Criticism should always be specific rather than general.
Why is the procedure unfair? If it’s because the employee wasn’t told about the allegations before the disciplinary meeting, say that. ‘Mr Smith did not know anything of the case against him before the meeting on the 2nd February. Not only had he not been given the evidence on which Acme Ltd relied, he had not even been told he was being accused of the theft.’ is much more convincing than ‘The Respondent didn’t follow a fair procedure’.
If you can’t identify specifics, then seriously consider whether the criticism can be made to stick. I see this frequently with criticism of investigations. It’s always easy to say ‘The employer should have done more to investigate’. But unless you can identify some specific steps that they should have taken, a tribunal is unlikely to be convinced.
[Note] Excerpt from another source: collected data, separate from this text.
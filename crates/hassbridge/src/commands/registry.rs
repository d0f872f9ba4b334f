//! Area, device, and entity registry listings.

use tabled::Tabled;

use hassbridge_core::{
    AreaEntry, DeviceEntry, EntityRegistryEntry, HubClient, HubGateway, lights_in_area,
};

use crate::cli::{EntitiesArgs, EntitiesCommand};
use crate::error::CliError;
use crate::output::{self, Printer};

fn or_dash(value: Option<&str>) -> String {
    value.unwrap_or("-").to_string()
}

// ── Table rows ──────────────────────────────────────────────────────

#[derive(Tabled)]
struct AreaRow {
    #[tabled(rename = "Area")]
    area_id: String,
    #[tabled(rename = "Name")]
    name: String,
}

impl From<&AreaEntry> for AreaRow {
    fn from(a: &AreaEntry) -> Self {
        Self {
            area_id: a.area_id.clone(),
            name: a.name.clone(),
        }
    }
}

#[derive(Tabled)]
struct DeviceRow {
    #[tabled(rename = "ID")]
    id: String,
    #[tabled(rename = "Name")]
    name: String,
    #[tabled(rename = "Area")]
    area: String,
    #[tabled(rename = "Model")]
    model: String,
}

impl From<&DeviceEntry> for DeviceRow {
    fn from(d: &DeviceEntry) -> Self {
        Self {
            id: d.id.clone(),
            name: or_dash(d.name.as_deref()),
            area: or_dash(d.area_id.as_deref()),
            model: or_dash(d.extra.get("model").and_then(|v| v.as_str())),
        }
    }
}

#[derive(Tabled)]
struct EntityRow {
    #[tabled(rename = "Entity")]
    entity_id: String,
    #[tabled(rename = "Area")]
    area: String,
    #[tabled(rename = "Device")]
    device: String,
    #[tabled(rename = "Platform")]
    platform: String,
}

impl From<&EntityRegistryEntry> for EntityRow {
    fn from(e: &EntityRegistryEntry) -> Self {
        Self {
            entity_id: e.entity_id.clone(),
            area: or_dash(e.area_id.as_deref()),
            device: or_dash(e.device_id.as_deref()),
            platform: or_dash(e.extra.get("platform").and_then(|v| v.as_str())),
        }
    }
}

// ── Handlers ────────────────────────────────────────────────────────

pub async fn areas<G: HubGateway>(client: &HubClient<G>, out: Printer) -> Result<(), CliError> {
    let areas = client.list_areas().await?;
    out.print(&output::render_list(
        out.format,
        &areas,
        |a| AreaRow::from(a),
        |a| a.area_id.clone(),
    ));
    Ok(())
}

pub async fn devices<G: HubGateway>(client: &HubClient<G>, out: Printer) -> Result<(), CliError> {
    let devices = client.list_devices().await?;
    out.print(&output::render_list(
        out.format,
        &devices,
        |d| DeviceRow::from(d),
        |d| d.id.clone(),
    ));
    Ok(())
}

pub async fn entities<G: HubGateway>(
    client: &HubClient<G>,
    args: EntitiesArgs,
    out: Printer,
) -> Result<(), CliError> {
    let EntitiesCommand::List { area } = args.command;
    let mut entries = client.list_entity_registry().await?;
    if let Some(area) = area {
        entries.retain(|e| e.area_id.as_deref() == Some(area.as_str()));
    }
    out.print(&output::render_list(
        out.format,
        &entries,
        |e| EntityRow::from(e),
        |e| e.entity_id.clone(),
    ));
    Ok(())
}

/// Lights an area command would target, for the `--dry-run` preview.
pub async fn area_lights<G: HubGateway>(
    client: &HubClient<G>,
    area_id: &str,
) -> Result<Vec<String>, CliError> {
    let entries = client.list_entity_registry().await?;
    Ok(lights_in_area(&entries, area_id))
}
A similar principle applies in relation to giving evidence of things like harassment. Saying ‘My manager bullied me’ isn’t particularly helpful. It’s just applying a label to your manager’s behaviour. You need to be specific: ‘On 24th December my manager came into my office and started shouting at me. He said that I wasn’t working hard enough and that I was a disgrace to the company. He kept shouting for about five minutes, accusing me of being ‘a bloody lazy sod who wants something for nothing, before storming out and slamming the door’. At this point you might say ‘I felt bullied by his behaviour’, but it’s really unnecessary.